Directions for this task: Whenever a line below includes the string "HeaderScope", show it.
:: Given entries ::
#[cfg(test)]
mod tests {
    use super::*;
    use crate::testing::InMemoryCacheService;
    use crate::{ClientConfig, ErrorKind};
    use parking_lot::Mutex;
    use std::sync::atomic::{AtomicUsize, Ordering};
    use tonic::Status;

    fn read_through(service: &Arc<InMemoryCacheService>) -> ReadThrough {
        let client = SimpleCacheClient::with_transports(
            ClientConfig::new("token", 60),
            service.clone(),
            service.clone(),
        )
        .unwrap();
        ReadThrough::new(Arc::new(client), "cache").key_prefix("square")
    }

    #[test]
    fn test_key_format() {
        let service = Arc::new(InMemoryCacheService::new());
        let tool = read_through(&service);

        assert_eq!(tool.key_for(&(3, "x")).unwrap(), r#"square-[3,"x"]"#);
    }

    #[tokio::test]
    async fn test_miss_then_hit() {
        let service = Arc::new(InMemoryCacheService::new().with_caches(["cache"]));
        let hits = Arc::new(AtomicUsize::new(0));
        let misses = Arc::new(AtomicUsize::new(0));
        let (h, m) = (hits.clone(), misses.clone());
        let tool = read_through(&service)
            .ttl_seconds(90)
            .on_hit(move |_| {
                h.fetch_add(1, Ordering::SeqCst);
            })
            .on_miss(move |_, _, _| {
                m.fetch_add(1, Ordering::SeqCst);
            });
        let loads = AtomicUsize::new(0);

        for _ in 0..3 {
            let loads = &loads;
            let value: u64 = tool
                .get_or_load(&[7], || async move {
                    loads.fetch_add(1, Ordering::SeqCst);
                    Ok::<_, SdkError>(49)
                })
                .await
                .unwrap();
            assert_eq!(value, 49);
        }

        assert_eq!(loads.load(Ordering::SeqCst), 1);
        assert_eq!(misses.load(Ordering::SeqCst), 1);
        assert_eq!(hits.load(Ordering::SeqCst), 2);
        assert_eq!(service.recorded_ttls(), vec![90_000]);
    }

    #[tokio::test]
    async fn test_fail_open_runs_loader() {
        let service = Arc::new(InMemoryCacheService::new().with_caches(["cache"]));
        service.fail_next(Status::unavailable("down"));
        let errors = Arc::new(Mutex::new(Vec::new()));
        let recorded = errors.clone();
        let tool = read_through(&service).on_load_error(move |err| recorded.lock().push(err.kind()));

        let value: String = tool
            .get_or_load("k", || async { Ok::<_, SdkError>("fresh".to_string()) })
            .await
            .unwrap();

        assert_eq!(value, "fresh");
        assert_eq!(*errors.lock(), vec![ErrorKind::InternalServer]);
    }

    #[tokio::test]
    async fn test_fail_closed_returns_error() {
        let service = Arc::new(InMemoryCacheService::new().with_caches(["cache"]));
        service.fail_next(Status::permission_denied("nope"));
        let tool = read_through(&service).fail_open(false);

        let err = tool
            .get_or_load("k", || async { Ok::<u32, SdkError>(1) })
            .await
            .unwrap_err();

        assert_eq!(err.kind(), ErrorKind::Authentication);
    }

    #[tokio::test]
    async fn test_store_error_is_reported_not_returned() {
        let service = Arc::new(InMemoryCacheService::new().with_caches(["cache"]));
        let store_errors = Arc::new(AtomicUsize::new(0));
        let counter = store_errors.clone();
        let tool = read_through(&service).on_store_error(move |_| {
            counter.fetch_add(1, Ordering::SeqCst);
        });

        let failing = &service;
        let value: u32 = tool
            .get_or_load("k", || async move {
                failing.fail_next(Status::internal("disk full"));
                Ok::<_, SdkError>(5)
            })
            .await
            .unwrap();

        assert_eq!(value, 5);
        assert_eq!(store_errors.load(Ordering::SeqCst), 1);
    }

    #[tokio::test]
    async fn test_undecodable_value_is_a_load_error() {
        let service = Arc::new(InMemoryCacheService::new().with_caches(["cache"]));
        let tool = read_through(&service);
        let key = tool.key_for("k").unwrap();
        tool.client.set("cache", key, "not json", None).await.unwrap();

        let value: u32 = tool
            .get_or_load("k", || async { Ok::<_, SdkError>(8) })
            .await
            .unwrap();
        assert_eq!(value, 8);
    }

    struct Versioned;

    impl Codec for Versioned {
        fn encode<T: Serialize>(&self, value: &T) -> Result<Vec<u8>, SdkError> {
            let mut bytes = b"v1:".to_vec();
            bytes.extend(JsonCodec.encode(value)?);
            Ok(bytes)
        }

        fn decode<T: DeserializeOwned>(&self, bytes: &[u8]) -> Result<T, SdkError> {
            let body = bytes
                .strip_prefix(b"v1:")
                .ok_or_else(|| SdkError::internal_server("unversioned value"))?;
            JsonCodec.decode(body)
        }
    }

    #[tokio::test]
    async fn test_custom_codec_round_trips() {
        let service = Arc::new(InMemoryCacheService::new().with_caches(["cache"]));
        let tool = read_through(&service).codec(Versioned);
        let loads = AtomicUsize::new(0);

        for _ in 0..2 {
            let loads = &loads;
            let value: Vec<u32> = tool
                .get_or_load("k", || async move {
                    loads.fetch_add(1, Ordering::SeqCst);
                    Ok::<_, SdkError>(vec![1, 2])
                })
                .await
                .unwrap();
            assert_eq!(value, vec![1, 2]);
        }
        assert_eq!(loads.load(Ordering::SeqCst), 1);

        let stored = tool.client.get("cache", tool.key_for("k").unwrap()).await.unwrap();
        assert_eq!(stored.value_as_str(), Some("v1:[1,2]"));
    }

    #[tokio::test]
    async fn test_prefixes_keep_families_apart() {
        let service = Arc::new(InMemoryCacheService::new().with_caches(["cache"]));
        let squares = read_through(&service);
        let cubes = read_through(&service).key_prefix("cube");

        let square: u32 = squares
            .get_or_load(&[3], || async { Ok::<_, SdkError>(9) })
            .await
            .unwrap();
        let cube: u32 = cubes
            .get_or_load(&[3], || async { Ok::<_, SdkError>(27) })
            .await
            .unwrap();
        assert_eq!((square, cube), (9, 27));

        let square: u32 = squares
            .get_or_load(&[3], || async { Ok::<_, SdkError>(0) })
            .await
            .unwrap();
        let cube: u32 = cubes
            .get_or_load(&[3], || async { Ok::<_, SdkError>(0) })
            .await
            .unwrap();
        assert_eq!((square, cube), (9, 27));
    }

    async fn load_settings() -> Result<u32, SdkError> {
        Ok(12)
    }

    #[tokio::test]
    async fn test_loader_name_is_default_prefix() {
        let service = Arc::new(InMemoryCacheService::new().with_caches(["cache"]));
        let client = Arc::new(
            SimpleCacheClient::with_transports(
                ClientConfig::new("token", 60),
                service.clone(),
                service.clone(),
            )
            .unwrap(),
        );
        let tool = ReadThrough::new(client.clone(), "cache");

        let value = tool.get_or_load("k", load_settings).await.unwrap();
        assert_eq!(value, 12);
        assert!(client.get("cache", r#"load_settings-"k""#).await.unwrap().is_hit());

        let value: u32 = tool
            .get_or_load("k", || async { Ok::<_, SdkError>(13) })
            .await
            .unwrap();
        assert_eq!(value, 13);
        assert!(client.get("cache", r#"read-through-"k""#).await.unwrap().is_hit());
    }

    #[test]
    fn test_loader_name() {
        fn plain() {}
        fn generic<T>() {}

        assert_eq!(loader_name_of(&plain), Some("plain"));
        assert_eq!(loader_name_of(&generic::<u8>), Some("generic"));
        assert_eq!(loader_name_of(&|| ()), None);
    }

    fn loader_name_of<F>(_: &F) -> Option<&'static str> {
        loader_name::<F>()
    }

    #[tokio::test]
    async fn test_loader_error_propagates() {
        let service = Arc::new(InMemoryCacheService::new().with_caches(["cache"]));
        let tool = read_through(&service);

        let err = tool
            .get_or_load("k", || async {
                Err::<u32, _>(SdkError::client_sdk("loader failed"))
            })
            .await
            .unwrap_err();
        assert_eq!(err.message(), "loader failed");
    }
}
:::
:: Given entries ::
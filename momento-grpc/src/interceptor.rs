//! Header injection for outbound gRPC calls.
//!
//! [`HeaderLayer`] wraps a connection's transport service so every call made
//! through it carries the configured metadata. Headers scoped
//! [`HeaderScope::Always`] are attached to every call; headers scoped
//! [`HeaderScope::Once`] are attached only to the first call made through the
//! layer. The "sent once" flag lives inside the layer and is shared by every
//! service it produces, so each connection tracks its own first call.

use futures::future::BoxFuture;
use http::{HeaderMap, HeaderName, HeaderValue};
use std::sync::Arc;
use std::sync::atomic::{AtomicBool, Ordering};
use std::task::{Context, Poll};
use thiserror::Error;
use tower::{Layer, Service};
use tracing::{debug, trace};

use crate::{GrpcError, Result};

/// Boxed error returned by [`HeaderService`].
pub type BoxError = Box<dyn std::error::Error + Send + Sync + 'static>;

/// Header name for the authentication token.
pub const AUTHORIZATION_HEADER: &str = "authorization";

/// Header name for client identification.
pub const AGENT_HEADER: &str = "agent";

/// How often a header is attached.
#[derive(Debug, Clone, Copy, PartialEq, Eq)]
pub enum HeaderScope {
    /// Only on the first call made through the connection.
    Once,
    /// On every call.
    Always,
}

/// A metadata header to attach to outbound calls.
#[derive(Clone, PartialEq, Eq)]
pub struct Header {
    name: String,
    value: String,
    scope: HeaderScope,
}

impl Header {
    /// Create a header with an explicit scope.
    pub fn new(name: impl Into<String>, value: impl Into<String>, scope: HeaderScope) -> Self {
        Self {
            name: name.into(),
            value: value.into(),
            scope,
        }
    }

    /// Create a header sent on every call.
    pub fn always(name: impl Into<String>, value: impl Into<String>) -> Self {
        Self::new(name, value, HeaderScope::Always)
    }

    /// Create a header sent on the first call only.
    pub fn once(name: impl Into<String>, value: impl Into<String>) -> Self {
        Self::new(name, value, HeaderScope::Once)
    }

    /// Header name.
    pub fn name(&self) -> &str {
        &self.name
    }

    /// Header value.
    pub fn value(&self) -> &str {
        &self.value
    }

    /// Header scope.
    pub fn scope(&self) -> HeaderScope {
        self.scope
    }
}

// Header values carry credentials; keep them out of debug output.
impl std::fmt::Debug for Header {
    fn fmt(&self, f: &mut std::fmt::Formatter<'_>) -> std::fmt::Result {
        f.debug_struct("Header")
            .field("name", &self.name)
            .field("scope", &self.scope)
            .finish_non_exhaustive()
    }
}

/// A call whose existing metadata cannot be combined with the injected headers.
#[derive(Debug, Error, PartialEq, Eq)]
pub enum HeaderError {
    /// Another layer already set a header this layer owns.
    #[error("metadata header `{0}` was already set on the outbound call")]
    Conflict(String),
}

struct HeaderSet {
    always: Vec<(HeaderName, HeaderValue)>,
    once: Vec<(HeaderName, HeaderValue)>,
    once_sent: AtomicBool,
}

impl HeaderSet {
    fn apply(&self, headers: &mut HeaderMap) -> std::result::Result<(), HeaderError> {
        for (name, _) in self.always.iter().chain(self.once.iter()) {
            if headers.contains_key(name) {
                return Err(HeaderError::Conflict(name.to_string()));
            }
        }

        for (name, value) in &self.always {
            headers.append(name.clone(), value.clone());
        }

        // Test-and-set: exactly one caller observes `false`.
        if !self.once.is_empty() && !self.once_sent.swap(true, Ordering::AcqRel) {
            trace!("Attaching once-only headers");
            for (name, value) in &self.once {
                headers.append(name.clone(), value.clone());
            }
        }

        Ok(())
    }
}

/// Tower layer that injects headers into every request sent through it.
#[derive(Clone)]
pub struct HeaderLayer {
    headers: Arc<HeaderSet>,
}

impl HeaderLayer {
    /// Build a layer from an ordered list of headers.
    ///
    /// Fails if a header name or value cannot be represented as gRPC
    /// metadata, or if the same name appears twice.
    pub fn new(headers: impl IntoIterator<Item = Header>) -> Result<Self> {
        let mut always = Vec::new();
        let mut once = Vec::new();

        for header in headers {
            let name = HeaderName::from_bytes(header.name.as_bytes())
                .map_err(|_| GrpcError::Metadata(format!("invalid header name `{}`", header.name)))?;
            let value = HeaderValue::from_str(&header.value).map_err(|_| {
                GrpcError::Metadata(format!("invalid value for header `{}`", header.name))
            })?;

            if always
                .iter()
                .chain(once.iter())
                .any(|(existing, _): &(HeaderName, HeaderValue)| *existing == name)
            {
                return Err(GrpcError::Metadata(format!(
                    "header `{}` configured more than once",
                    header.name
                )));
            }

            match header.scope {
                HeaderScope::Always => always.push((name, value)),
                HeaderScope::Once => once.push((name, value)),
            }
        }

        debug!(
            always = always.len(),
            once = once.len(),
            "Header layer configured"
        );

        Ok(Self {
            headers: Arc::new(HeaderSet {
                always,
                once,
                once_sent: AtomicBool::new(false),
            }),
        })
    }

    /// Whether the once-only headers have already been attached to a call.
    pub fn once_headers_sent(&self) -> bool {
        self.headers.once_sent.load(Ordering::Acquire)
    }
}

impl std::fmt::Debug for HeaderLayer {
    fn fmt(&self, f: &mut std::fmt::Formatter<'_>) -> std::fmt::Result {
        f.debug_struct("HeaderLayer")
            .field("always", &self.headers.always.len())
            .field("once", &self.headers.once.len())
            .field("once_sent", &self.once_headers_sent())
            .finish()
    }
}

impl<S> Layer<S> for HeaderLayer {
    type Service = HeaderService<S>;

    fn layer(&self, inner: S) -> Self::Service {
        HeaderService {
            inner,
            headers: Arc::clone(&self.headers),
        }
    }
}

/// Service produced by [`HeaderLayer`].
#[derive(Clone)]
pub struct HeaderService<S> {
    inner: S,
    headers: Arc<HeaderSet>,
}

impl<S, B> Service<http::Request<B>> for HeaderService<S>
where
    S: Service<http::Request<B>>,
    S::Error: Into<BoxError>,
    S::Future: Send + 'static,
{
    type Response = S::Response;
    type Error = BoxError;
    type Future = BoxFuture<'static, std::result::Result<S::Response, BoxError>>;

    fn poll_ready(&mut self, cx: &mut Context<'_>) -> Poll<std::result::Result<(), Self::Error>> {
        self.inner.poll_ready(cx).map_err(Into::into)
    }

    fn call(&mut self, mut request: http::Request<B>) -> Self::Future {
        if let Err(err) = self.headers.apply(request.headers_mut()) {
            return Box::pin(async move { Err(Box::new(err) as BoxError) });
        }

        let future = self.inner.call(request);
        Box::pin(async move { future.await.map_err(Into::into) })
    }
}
:::
:: Given entries ::
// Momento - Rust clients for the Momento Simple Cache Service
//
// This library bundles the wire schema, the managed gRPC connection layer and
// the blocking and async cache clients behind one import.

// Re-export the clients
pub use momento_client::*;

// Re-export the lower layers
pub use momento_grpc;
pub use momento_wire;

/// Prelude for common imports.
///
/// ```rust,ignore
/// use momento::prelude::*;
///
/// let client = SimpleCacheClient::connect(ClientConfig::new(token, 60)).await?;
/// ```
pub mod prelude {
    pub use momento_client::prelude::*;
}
:::
Expected answer:
//! [`HeaderScope::Always`] are attached to every call; headers scoped
//! [`HeaderScope::Once`] are attached only to the first call made through the
pub enum HeaderScope {
    scope: HeaderScope,
    pub fn new(name: impl Into<String>, value: impl Into<String>, scope: HeaderScope) -> Self {
        Self::new(name, value, HeaderScope::Always)
        Self::new(name, value, HeaderScope::Once)
    pub fn scope(&self) -> HeaderScope {
                HeaderScope::Always => always.push((name, value)),
                HeaderScope::Once => once.push((name, value)),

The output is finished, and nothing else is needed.